MUMBAI (Reuters) - Shares in Reliance Industries dropped as much as 7 percent on Friday, the first trading session after it reported record second-quarter results, weighed down by the company’s heavy debt and a delay in a key refining project.
The refining-to-telecom conglomerate posted on Wednesday a record consolidated quarterly profit of 95.16 billion rupees ($1.3 billion), driven by growth in its core petrochemicals division and consumer businesses of telecom and retail.
Indian markets were closed for a holiday on Thursday, but shares in Reliance took a hit on Friday with some investors concerned by the company’s debt load and the delay in its $5 billion petcoke gasifier project.
“We think the earnings momentum will remain strong, but a material improvement in credit metrics is still less likely as telco capex is likely to remain elevated,” international broking firm JP Morgan said in a report.

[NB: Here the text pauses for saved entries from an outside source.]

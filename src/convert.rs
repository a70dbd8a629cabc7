//! Conversion between host values and interpreter values.
//!
//! Every host type that can cross the boundary has a descriptor, expressed as
//! impls of [`FromScript`] (interpreter to host) and [`ToScript`] (host to
//! interpreter). An incoming argument first arrives in its wire shape
//! ([`FromScript::Wire`]) as filled in by the argument-extraction primitive,
//! then [`FromScript::expand`] performs the last step into the host type.
//!
//! | host type                     | code | wire     |
//! |-------------------------------|------|----------|
//! | `i8`..`i64`, `u8`..`u64`, `isize`, `usize` | `i` | `i64` |
//! | `f32`, `f64`                  | `f`  | `f64`    |
//! | `bool`                        | `b`  | `bool`   |
//! | `String`                      | `z`  | `String` |
//! | [`Sym`]                       | `n`  | `Sym`    |
//! | [`Value`], [`Obj<T>`], `()`   | `o`  | `Value`  |
//!
//! A type without a descriptor cannot be used as an argument or return type;
//! the mistake is reported by the compiler:
//!
//! ```compile_fail,E0277
//! use std::collections::HashMap;
//!
//! use rbind::Session;
//!
//! let session = Session::new();
//! session.define_function("lookup", |table: HashMap<String, i64>| table.len() as i64);
//! ```
//!
//! ```compile_fail,E0277
//! use rbind::Session;
//!
//! let session = Session::new();
//! let _: Option<Vec<i64>> = session.call("numbers", ());
//! ```

use std::any::type_name;
use std::cell::{Ref, RefMut};
use std::fmt;
use std::marker::PhantomData;
use std::rc::Rc;

use rbind_vm::{ArgFormat, ArgWire, ExcKind, RData, State, Sym, Value};

use crate::class::ClassRegistry;

/// Interpreter-to-host conversion.
#[diagnostic::on_unimplemented(
    message = "`{Self}` cannot be converted from an interpreter value",
    label = "no `FromScript` descriptor",
    note = "arguments and return values are limited to integers, floats, `bool`, `String`, `Sym`, `Value`, `Obj<T>` and `()`"
)]
pub trait FromScript: Sized {
    /// Shape the value has right after argument extraction.
    type Wire: ArgWire;

    /// Format code contributed to a format string.
    const FORMAT: ArgFormat = <Self::Wire as ArgWire>::FORMAT;

    /// Finish converting an extracted wire value. Raises and returns `None`
    /// when the value does not fit.
    fn expand(state: &mut State, wire: Self::Wire) -> Option<Self>;

    /// Convert an arbitrary boxed value, as a call's return value for
    /// instance.
    fn from_value(state: &mut State, value: &Value) -> Option<Self> {
        let slot = state.convert_arg(Self::FORMAT, value)?;
        let wire = Self::Wire::from_slot(slot)?;
        Self::expand(state, wire)
    }
}

/// Host-to-interpreter conversion.
#[diagnostic::on_unimplemented(
    message = "`{Self}` cannot be converted into an interpreter value",
    label = "no `ToScript` descriptor"
)]
pub trait ToScript {
    fn to_value(self, state: &mut State) -> Value;
}

fn out_of_range(state: &mut State, value: impl fmt::Display, target: &str) {
    state.raise(
        ExcKind::Range,
        format!("integer {value} too big to convert to '{target}'"),
    );
}

macro_rules! impl_integer {
    ($($ty:ty),* $(,)?) => {
        $(
            impl FromScript for $ty {
                type Wire = i64;

                fn expand(state: &mut State, wire: i64) -> Option<Self> {
                    match <$ty>::try_from(wire) {
                        Ok(v) => Some(v),
                        Err(_) => {
                            out_of_range(state, wire, stringify!($ty));
                            None
                        }
                    }
                }
            }

            impl ToScript for $ty {
                fn to_value(self, state: &mut State) -> Value {
                    match i64::try_from(self) {
                        Ok(v) => Value::Int(v),
                        Err(_) => {
                            out_of_range(state, self, "Integer");
                            Value::Nil
                        }
                    }
                }
            }
        )*
    };
}

impl_integer!(i8, i16, i32, i64, isize, u8, u16, u32, u64, usize);

impl FromScript for f64 {
    type Wire = f64;

    fn expand(_: &mut State, wire: f64) -> Option<Self> {
        Some(wire)
    }
}

impl ToScript for f64 {
    fn to_value(self, _: &mut State) -> Value {
        Value::Float(self)
    }
}

impl FromScript for f32 {
    type Wire = f64;

    fn expand(_: &mut State, wire: f64) -> Option<Self> {
        Some(wire as f32)
    }
}

impl ToScript for f32 {
    fn to_value(self, _: &mut State) -> Value {
        Value::Float(f64::from(self))
    }
}

impl FromScript for bool {
    type Wire = bool;

    fn expand(_: &mut State, wire: bool) -> Option<Self> {
        Some(wire)
    }
}

impl ToScript for bool {
    fn to_value(self, _: &mut State) -> Value {
        Value::Bool(self)
    }
}

impl FromScript for String {
    type Wire = String;

    fn expand(_: &mut State, wire: String) -> Option<Self> {
        Some(wire)
    }
}

impl ToScript for String {
    fn to_value(self, state: &mut State) -> Value {
        state.str_new(&self)
    }
}

impl ToScript for &str {
    fn to_value(self, state: &mut State) -> Value {
        state.str_new(self)
    }
}

impl FromScript for Sym {
    type Wire = Sym;

    fn expand(_: &mut State, wire: Sym) -> Option<Self> {
        Some(wire)
    }
}

impl ToScript for Sym {
    fn to_value(self, _: &mut State) -> Value {
        Value::Symbol(self)
    }
}

impl FromScript for Value {
    type Wire = Value;

    fn expand(_: &mut State, wire: Value) -> Option<Self> {
        Some(wire)
    }
}

impl ToScript for Value {
    fn to_value(self, _: &mut State) -> Value {
        self
    }
}

impl FromScript for () {
    type Wire = Value;

    fn expand(_: &mut State, _: Value) -> Option<Self> {
        Some(())
    }
}

impl ToScript for () {
    fn to_value(self, _: &mut State) -> Value {
        Value::Nil
    }
}

impl<T: ToScript> ToScript for Option<T> {
    fn to_value(self, state: &mut State) -> Value {
        match self {
            Some(v) => v.to_value(state),
            None => Value::Nil,
        }
    }
}

/// A nullable handle to a host object owned by the interpreter.
///
/// Cloning aliases the same object. The payload is dropped through the class
/// binding's destructor thunk once the last interpreter reference is gone.
pub struct Obj<T> {
    data: Option<Rc<RData>>,
    _marker: PhantomData<fn() -> T>,
}

impl<T: 'static> Obj<T> {
    /// The null handle.
    pub fn null() -> Self {
        Self {
            data: None,
            _marker: PhantomData,
        }
    }

    pub(crate) fn from_data(data: Rc<RData>) -> Self {
        Self {
            data: Some(data),
            _marker: PhantomData,
        }
    }

    pub fn is_null(&self) -> bool {
        self.data.is_none()
    }

    /// Shared access to the host object. `None` when null, uninitialized, or
    /// mutably borrowed elsewhere.
    pub fn get(&self) -> Option<Ref<'_, T>> {
        self.data.as_ref()?.payload::<T>()
    }

    pub fn get_mut(&self) -> Option<RefMut<'_, T>> {
        self.data.as_ref()?.payload_mut::<T>()
    }

    /// Run `f` against the host object.
    pub fn with<R>(&self, f: impl FnOnce(&T) -> R) -> Option<R> {
        self.get().map(|obj| f(&obj))
    }

    /// The boxed interpreter object, or `nil` for the null handle.
    pub fn value(&self) -> Value {
        match &self.data {
            Some(data) => Value::Data(Rc::clone(data)),
            None => Value::Nil,
        }
    }

    /// Whether both handles point at the same interpreter object.
    pub fn ptr_eq(&self, other: &Obj<T>) -> bool {
        match (&self.data, &other.data) {
            (Some(a), Some(b)) => Rc::ptr_eq(a, b),
            (None, None) => true,
            _ => false,
        }
    }
}

impl<T> Clone for Obj<T> {
    fn clone(&self) -> Self {
        Self {
            data: self.data.clone(),
            _marker: PhantomData,
        }
    }
}

impl<T> fmt::Debug for Obj<T> {
    fn fmt(&self, f: &mut fmt::Formatter<'_>) -> fmt::Result {
        match &self.data {
            Some(data) => write!(f, "Obj<{}>({:p})", type_name::<T>(), Rc::as_ptr(data)),
            None => write!(f, "Obj<{}>(null)", type_name::<T>()),
        }
    }
}

impl<T: 'static> FromScript for Obj<T> {
    type Wire = Value;

    /// A value not carrying `T`'s tag, `nil` included, becomes the null
    /// handle. Method receivers go through the raising tag check instead.
    fn expand(state: &mut State, wire: Value) -> Option<Self> {
        let data = ClassRegistry::lookup::<T>(state)
            .and_then(|entry| state.data_get(&wire, &entry.data_type));
        Some(data.map_or_else(Obj::null, Obj::from_data))
    }
}

impl<T: 'static> ToScript for Obj<T> {
    /// Aliases the existing object. A null handle boxes to an empty object
    /// still tagged with `T`'s class, or `nil` when `T` has no binding.
    fn to_value(self, state: &mut State) -> Value {
        if let Some(data) = self.data {
            return Value::Data(data);
        }
        match ClassRegistry::lookup::<T>(state) {
            Some(entry) => {
                state.data_object_alloc(&entry.class, Some(Rc::clone(&entry.data_type)), None)
            }
            None => Value::Nil,
        }
    }
}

During an analyst meeting, the company admitted to the delay at its western Indian refinery.
Analysts have been counting on the project upgrade, which could boost Reliance’s gross refining margins from next quarter.

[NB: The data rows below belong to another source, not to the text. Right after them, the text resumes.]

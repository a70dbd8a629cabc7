//! `Array`.

use std::cmp::Ordering;
use std::rc::Rc;

use super::MAX_ARRAY_LEN;
use crate::class::Aspec;
use crate::state::{ExcKind, State};
use crate::value::Value;

type Items = Rc<std::cell::RefCell<Vec<Value>>>;

pub(super) fn init(state: &mut State) {
    let array = Rc::clone(&state.builtins.array);
    let a = &array;
    state.def_builtin(a, "initialize", Aspec::Any, initialize);
    state.def_builtin(a, "[]", Aspec::Req(1), |st, recv, args| {
        let Some(i) = int_arg(st, &args[0]) else {
            return Value::Nil;
        };
        let items = items(recv);
        let items = items.borrow();
        resolve(i, items.len()).and_then(|i| items.get(i).cloned()).unwrap_or_default()
    });
    state.def_builtin(a, "[]=", Aspec::Req(2), store);
    state.def_builtin(a, "<<", Aspec::Req(1), |_, recv, args| {
        items(recv).borrow_mut().push(args[0].clone());
        recv.clone()
    });
    state.def_builtin(a, "push", Aspec::Any, |_, recv, args| {
        items(recv).borrow_mut().extend(args.iter().cloned());
        recv.clone()
    });
    state.def_builtin(a, "pop", Aspec::None, |_, recv, _| items(recv).borrow_mut().pop().unwrap_or_default());
    state.def_builtin(a, "shift", Aspec::None, |_, recv, _| {
        let items = items(recv);
        let mut items = items.borrow_mut();
        if items.is_empty() { Value::Nil } else { items.remove(0) }
    });
    state.def_builtin(a, "unshift", Aspec::Any, |_, recv, args| {
        items(recv).borrow_mut().splice(0..0, args.iter().cloned());
        recv.clone()
    });
    state.def_builtin(a, "size", Aspec::None, |_, recv, _| Value::Int(items(recv).borrow().len() as i64));
    state.def_builtin(a, "length", Aspec::None, |_, recv, _| Value::Int(items(recv).borrow().len() as i64));
    state.def_builtin(a, "empty?", Aspec::None, |_, recv, _| Value::Bool(items(recv).borrow().is_empty()));
    state.def_builtin(a, "first", Aspec::None, |_, recv, _| items(recv).borrow().first().cloned().unwrap_or_default());
    state.def_builtin(a, "last", Aspec::None, |_, recv, _| items(recv).borrow().last().cloned().unwrap_or_default());
    state.def_builtin(a, "include?", Aspec::Req(1), |st, recv, args| match position(st, recv, &args[0]) {
        Some(found) => Value::Bool(found.is_some()),
        None => Value::Nil,
    });
    state.def_builtin(a, "index", Aspec::Req(1), |st, recv, args| match position(st, recv, &args[0]) {
        Some(Some(i)) => Value::Int(i as i64),
        _ => Value::Nil,
    });
    state.def_builtin(a, "delete_at", Aspec::Req(1), |st, recv, args| {
        let Some(i) = int_arg(st, &args[0]) else {
            return Value::Nil;
        };
        let items = items(recv);
        let mut items = items.borrow_mut();
        match resolve(i, items.len()) {
            Some(i) if i < items.len() => items.remove(i),
            _ => Value::Nil,
        }
    });
    state.def_builtin(a, "join", Aspec::Any, join);
    state.def_builtin(a, "reverse", Aspec::None, |_, recv, _| {
        Value::array(items(recv).borrow().iter().rev().cloned().collect())
    });
    state.def_builtin(a, "compact", Aspec::None, |_, recv, _| {
        Value::array(items(recv).borrow().iter().filter(|v| !v.is_nil()).cloned().collect())
    });
    state.def_builtin(a, "sort", Aspec::None, sort);
    state.def_builtin(a, "min", Aspec::None, |st, recv, _| extreme(st, recv, Ordering::Less));
    state.def_builtin(a, "max", Aspec::None, |st, recv, _| extreme(st, recv, Ordering::Greater));
    state.def_builtin(a, "sum", Aspec::None, sum);
    state.def_builtin(a, "+", Aspec::Req(1), |st, recv, args| {
        let Value::Array(other) = &args[0] else {
            return st.type_mismatch(&args[0], "Array");
        };
        let mut joined = items(recv).borrow().clone();
        joined.extend(other.borrow().iter().cloned());
        Value::array(joined)
    });
    state.def_builtin(a, "concat", Aspec::Req(1), |st, recv, args| {
        let Value::Array(other) = &args[0] else {
            return st.type_mismatch(&args[0], "Array");
        };
        let extra = other.borrow().clone();
        items(recv).borrow_mut().extend(extra);
        recv.clone()
    });
    state.def_builtin(a, "==", Aspec::Req(1), equal);
    state.def_builtin(a, "to_a", Aspec::None, |_, recv, _| recv.clone());
    state.def_builtin(a, "inspect", Aspec::None, inspect);
    state.def_builtin(a, "to_s", Aspec::None, inspect);
}

fn items(value: &Value) -> Items {
    match value {
        Value::Array(items) => Rc::clone(items),
        _ => Items::default(),
    }
}

fn int_arg(state: &mut State, value: &Value) -> Option<i64> {
    match value {
        Value::Int(i) => Some(*i),
        other => {
            state.type_mismatch(other, "Integer");
            None
        }
    }
}

/// Map a possibly negative index onto `0..=len`.
fn resolve(i: i64, len: usize) -> Option<usize> {
    let i = if i < 0 { i + len as i64 } else { i };
    usize::try_from(i).ok()
}

fn initialize(state: &mut State, recv: &Value, args: &[Value]) -> Value {
    if !state.check_arity(args, 0, 2) {
        return Value::Nil;
    }
    let size = match args.first() {
        Some(size) => match int_arg(state, size) {
            Some(n) if n < 0 => {
                state.raise(ExcKind::Argument, "negative array size");
                return Value::Nil;
            }
            Some(n) if n as u64 > MAX_ARRAY_LEN as u64 => {
                state.raise(ExcKind::Argument, "array size too big");
                return Value::Nil;
            }
            Some(n) => n as usize,
            None => return Value::Nil,
        },
        None => 0,
    };
    let fill = args.get(1).cloned().unwrap_or_default();
    *items(recv).borrow_mut() = vec![fill; size];
    Value::Nil
}

fn store(state: &mut State, recv: &Value, args: &[Value]) -> Value {
    let Some(i) = int_arg(state, &args[0]) else {
        return Value::Nil;
    };
    let cell = items(recv);
    let mut items = cell.borrow_mut();
    let len = items.len();
    let Some(i) = resolve(i, len) else {
        drop(items);
        state.raise(
            ExcKind::Index,
            format!("index {} too small for array; minimum: -{len}", args[0].as_int().unwrap_or_default()),
        );
        return Value::Nil;
    };
    if i >= MAX_ARRAY_LEN {
        drop(items);
        state.raise(ExcKind::Index, format!("index {i} too big"));
        return Value::Nil;
    }
    if i >= len {
        items.resize(i + 1, Value::Nil);
    }
    items[i] = args[1].clone();
    args[1].clone()
}

/// `Some(index)` of the first element `==` to `needle`; `None` on a raise.
fn position(state: &mut State, recv: &Value, needle: &Value) -> Option<Option<usize>> {
    let snapshot = items(recv).borrow().clone();
    for (i, item) in snapshot.iter().enumerate() {
        match state.values_equal(item, needle) {
            Ok(true) => return Some(Some(i)),
            Ok(false) => {}
            Err(_) => return None,
        }
    }
    Some(None)
}

fn join(state: &mut State, recv: &Value, args: &[Value]) -> Value {
    if !state.check_arity(args, 0, 1) {
        return Value::Nil;
    }
    let sep = match args.first() {
        None | Some(Value::Nil) => String::new(),
        Some(Value::Str(s)) => s.borrow().clone(),
        Some(other) => return state.type_mismatch(other, "String"),
    };
    let snapshot = items(recv).borrow().clone();
    let mut parts = Vec::with_capacity(snapshot.len());
    for item in &snapshot {
        let text = match item {
            Value::Array(_) => {
                let inner = join(state, item, args);
                if state.exc().is_some() {
                    return Value::Nil;
                }
                inner.as_str().map(|s| s.clone()).unwrap_or_default()
            }
            other => match state.stringify(other) {
                Ok(text) => text,
                Err(_) => return Value::Nil,
            },
        };
        parts.push(text);
    }
    Value::string(&parts.join(&sep))
}

/// Order two elements with `<=>`, raising `ArgumentError` when they do not
/// compare.
fn order(state: &mut State, a: &Value, b: &Value) -> Option<Ordering> {
    let cmp = state.syms.cmp;
    let result = state.send(a, cmp, vec![b.clone()])?;
    match result.as_int() {
        Some(n) => Some(n.cmp(&0)),
        None => {
            let lhs = state.describe_class(a);
            let rhs = state.describe_class(b);
            state.raise(ExcKind::Argument, format!("comparison of {lhs} with {rhs} failed"));
            None
        }
    }
}

fn sort(state: &mut State, recv: &Value, _: &[Value]) -> Value {
    let mut sorted = items(recv).borrow().clone();
    // insertion sort so a failed comparison can stop early
    for i in 1..sorted.len() {
        let mut j = i;
        while j > 0 {
            match order(state, &sorted[j - 1], &sorted[j]) {
                Some(Ordering::Greater) => sorted.swap(j - 1, j),
                Some(_) => break,
                None => return Value::Nil,
            }
            j -= 1;
        }
    }
    Value::array(sorted)
}

fn extreme(state: &mut State, recv: &Value, wanted: Ordering) -> Value {
    let snapshot = items(recv).borrow().clone();
    let mut iter = snapshot.into_iter();
    let Some(mut best) = iter.next() else {
        return Value::Nil;
    };
    for item in iter {
        match order(state, &item, &best) {
            Some(ordering) if ordering == wanted => best = item,
            Some(_) => {}
            None => return Value::Nil,
        }
    }
    best
}

fn sum(state: &mut State, recv: &Value, _: &[Value]) -> Value {
    let snapshot = items(recv).borrow().clone();
    let plus = state.intern("+");
    let mut total = Value::Int(0);
    for item in snapshot {
        match state.send(&total, plus, vec![item]) {
            Some(next) => total = next,
            None => return Value::Nil,
        }
    }
    total
}

fn equal(state: &mut State, recv: &Value, args: &[Value]) -> Value {
    let Value::Array(other) = &args[0] else {
        return Value::Bool(false);
    };
    let lhs = items(recv).borrow().clone();
    let rhs = other.borrow().clone();
    if lhs.len() != rhs.len() {
        return Value::Bool(false);
    }
    for (a, b) in lhs.iter().zip(&rhs) {
        match state.values_equal(a, b) {
            Ok(true) => {}
            Ok(false) => return Value::Bool(false),
            Err(_) => return Value::Nil,
        }
    }
    Value::Bool(true)
}

fn inspect(state: &mut State, recv: &Value, _: &[Value]) -> Value {
    let snapshot = items(recv).borrow().clone();
    let mut out = String::from("[");
    for (i, item) in snapshot.iter().enumerate() {
        if i > 0 {
            out.push_str(", ");
        }
        match state.inspect_dispatch(item) {
            Ok(text) => out.push_str(&text),
            Err(_) => return Value::Nil,
        }
    }
    out.push(']');
    Value::string(&out)
}

#[cfg(test)]
mod tests {
    use crate::{State, Value, VmOptions};

    fn eval(src: &str) -> (State, Value) {
        let mut state = State::open(VmOptions {
            stdout: Box::new(std::io::sink()),
            stderr: Box::new(std::io::sink()),
            ..VmOptions::default()
        });
        let value = state.load_string(src);
        (state, value)
    }

    fn inspected(src: &str) -> String {
        let (state, value) = eval(src);
        assert!(state.exc().is_none(), "{:?}", state.error_string());
        state.format_inspect(&value)
    }

    #[test]
    fn indexing_and_store() {
        assert_eq!(inspected("a = [1, 2, 3]\n[a[0], a[-1], a[5]]"), "[1, 3, nil]");
        assert_eq!(inspected("a = [1]\na[3] = 4\na"), "[1, nil, nil, 4]");
    }

    #[test]
    fn store_before_start_raises() {
        let (state, _) = eval("a = [1]\na[-3] = 0");
        assert!(state.error_string().expect("error").contains("(IndexError)"));
    }

    #[test]
    fn stack_operations() {
        assert_eq!(inspected("a = [2]\na.push(3, 4)\na << 5\na.unshift(1)\na.pop\na.shift\na"), "[2, 3, 4]");
    }

    #[test]
    fn sum_sort_min_max() {
        assert_eq!(eval("[10, 20, 30].sum").1.as_int(), Some(60));
        assert_eq!(eval("[1, 2.5].sum").1.as_float(), Some(3.5));
        assert_eq!(inspected("[3, 1, 2].sort"), "[1, 2, 3]");
        assert_eq!(inspected("['b', 'a'].sort"), "[\"a\", \"b\"]");
        assert_eq!(eval("[3, 9, 1].max").1.as_int(), Some(9));
        assert_eq!(eval("[3, 9, 1].min").1.as_int(), Some(1));
    }

    #[test]
    fn sort_of_mixed_types_raises() {
        let (state, _) = eval("[1, 'a'].sort");
        assert!(state.error_string().expect("error").contains("comparison of"));
    }

    #[test]
    fn join_nested() {
        let (_, value) = eval("[1, [2, 3], nil, 'x'].join('-')");
        assert_eq!(value.as_str().map(|s| s.clone()).as_deref(), Some("1-2-3--x"));
    }

    #[test]
    fn equality_and_search() {
        assert!(eval("[1, 'a'] == [1, 'a']").1.truthy());
        assert!(!eval("[1] == [1, 2]").1.truthy());
        assert_eq!(eval("[:a, :b].index(:b)").1.as_int(), Some(1));
        assert!(eval("[1, 2].include?(2.0)").1.truthy());
    }

    #[test]
    fn array_new_fills() {
        assert_eq!(inspected("Array.new(3, 0)"), "[0, 0, 0]");
    }

    #[test]
    fn oversized_arrays_raise_instead_of_allocating() {
        let (state, _) = eval("a = []\na[100000000000] = 1");
        assert_eq!(
            state.error_string().as_deref(),
            Some("line 2: index 100000000000 too big (IndexError)")
        );

        let (state, _) = eval("Array.new(100000000000)");
        assert_eq!(
            state.error_string().as_deref(),
            Some("line 1: array size too big (ArgumentError)")
        );

        assert_eq!(inspected("a = []\na[1000] = 1\na.size"), "1001");
    }
}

The company also indicated continued capital expenditure in the ensuing quarters to roll out its ambitious fibre-to-the-home (FTTH) service under its telecom venture Jio.
A delay in the gasifier project served as an indication of the pressure on refining earnings in the forthcoming quarters, several analysts said.
Shares in Reliance were down 4.4 percent, as of 0856 GMT, while the broader Mumbai market was down 1.61 percent.